Task instructions
Produce word for word the lines of the data below running from the one that has "pub fn new(event_type: impl" to the one that has "and slow receivers", inclusive, and no others.

[Collected data entries]
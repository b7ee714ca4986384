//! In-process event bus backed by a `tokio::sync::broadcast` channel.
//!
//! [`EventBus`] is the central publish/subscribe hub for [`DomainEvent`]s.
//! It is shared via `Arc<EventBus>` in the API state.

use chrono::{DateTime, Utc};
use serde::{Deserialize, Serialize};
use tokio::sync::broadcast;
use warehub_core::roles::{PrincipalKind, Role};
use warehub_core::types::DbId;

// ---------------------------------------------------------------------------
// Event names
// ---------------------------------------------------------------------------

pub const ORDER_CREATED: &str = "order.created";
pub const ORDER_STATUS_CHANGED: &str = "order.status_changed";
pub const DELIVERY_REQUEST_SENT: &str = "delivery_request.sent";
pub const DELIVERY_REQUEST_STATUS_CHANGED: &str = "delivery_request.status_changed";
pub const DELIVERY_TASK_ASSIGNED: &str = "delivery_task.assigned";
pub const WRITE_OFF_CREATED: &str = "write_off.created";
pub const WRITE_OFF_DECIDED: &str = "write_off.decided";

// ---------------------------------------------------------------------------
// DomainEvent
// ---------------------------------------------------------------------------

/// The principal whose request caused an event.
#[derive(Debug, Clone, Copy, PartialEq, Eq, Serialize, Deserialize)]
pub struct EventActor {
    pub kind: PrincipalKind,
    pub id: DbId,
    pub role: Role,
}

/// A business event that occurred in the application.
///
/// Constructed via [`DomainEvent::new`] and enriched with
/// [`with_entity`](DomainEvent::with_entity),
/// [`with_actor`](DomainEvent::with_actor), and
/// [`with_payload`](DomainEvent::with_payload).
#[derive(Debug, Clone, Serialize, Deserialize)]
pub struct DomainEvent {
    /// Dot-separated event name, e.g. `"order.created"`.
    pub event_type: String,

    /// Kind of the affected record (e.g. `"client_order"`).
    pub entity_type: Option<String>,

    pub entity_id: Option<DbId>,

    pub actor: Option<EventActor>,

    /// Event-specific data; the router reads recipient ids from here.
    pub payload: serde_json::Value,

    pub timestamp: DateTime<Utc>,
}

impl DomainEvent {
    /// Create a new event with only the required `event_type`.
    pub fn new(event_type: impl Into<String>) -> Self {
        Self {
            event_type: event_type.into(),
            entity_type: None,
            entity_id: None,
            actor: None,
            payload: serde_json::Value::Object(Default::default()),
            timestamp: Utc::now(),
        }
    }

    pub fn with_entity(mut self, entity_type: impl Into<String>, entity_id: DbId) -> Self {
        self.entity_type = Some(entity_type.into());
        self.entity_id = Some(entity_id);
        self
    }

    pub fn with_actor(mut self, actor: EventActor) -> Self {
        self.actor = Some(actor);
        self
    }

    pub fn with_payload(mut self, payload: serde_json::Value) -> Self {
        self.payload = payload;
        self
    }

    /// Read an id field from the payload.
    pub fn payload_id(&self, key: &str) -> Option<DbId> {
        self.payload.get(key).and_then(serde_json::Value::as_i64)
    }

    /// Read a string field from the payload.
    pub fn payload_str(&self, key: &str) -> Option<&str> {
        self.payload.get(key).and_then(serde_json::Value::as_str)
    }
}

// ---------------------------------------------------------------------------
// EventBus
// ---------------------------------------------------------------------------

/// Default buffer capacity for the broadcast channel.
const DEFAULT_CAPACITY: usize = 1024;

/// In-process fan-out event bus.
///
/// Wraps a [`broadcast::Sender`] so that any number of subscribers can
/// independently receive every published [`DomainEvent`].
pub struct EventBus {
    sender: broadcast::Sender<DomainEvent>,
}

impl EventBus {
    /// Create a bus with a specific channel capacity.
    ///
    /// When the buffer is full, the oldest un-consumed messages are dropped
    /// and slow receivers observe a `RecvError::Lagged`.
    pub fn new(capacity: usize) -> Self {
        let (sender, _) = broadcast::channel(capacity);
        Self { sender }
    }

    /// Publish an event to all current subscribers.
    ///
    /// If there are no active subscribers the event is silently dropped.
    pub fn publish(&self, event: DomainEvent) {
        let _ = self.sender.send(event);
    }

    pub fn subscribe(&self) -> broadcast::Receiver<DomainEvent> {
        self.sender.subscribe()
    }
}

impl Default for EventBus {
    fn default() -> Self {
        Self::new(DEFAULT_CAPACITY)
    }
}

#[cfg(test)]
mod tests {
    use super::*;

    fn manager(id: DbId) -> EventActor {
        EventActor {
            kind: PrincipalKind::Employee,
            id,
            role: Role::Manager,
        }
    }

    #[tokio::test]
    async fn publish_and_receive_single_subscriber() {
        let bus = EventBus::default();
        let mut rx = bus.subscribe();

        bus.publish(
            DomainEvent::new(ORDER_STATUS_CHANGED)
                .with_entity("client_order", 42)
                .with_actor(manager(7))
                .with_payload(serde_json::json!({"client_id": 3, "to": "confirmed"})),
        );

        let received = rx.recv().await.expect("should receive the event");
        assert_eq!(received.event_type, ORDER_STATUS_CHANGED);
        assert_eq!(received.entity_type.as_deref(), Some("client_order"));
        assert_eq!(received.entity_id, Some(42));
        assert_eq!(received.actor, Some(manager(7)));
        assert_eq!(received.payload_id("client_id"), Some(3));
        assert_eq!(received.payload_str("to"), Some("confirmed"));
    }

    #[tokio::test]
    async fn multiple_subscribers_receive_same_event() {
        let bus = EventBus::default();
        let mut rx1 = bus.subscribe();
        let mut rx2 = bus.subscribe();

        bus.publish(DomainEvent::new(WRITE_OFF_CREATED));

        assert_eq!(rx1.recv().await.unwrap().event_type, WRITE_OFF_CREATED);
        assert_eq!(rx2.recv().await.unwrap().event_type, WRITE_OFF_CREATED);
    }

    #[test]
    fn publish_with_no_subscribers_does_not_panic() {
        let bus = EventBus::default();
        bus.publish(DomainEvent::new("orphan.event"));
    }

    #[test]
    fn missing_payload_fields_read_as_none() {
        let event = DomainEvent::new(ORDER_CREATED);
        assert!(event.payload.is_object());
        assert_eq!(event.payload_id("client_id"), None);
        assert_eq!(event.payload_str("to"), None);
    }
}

Final answer
    pub fn new(event_type: impl Into<String>) -> Self {
        Self {
            event_type: event_type.into(),
            entity_type: None,
            entity_id: None,
            actor: None,
            payload: serde_json::Value::Object(Default::default()),
            timestamp: Utc::now(),
        }
    }

    pub fn with_entity(mut self, entity_type: impl Into<String>, entity_id: DbId) -> Self {
        self.entity_type = Some(entity_type.into());
        self.entity_id = Some(entity_id);
        self
    }

    pub fn with_actor(mut self, actor: EventActor) -> Self {
        self.actor = Some(actor);
        self
    }

    pub fn with_payload(mut self, payload: serde_json::Value) -> Self {
        self.payload = payload;
        self
    }

    /// Read an id field from the payload.
    pub fn payload_id(&self, key: &str) -> Option<DbId> {
        self.payload.get(key).and_then(serde_json::Value::as_i64)
    }

    /// Read a string field from the payload.
    pub fn payload_str(&self, key: &str) -> Option<&str> {
        self.payload.get(key).and_then(serde_json::Value::as_str)
    }
}

// ---------------------------------------------------------------------------
// EventBus
// ---------------------------------------------------------------------------

/// Default buffer capacity for the broadcast channel.
const DEFAULT_CAPACITY: usize = 1024;

/// In-process fan-out event bus.
///
/// Wraps a [`broadcast::Sender`] so that any number of subscribers can
/// independently receive every published [`DomainEvent`].
pub struct EventBus {
    sender: broadcast::Sender<DomainEvent>,
}

impl EventBus {
    /// Create a bus with a specific channel capacity.
    ///
    /// When the buffer is full, the oldest un-consumed messages are dropped
    /// and slow receivers observe a `RecvError::Lagged`.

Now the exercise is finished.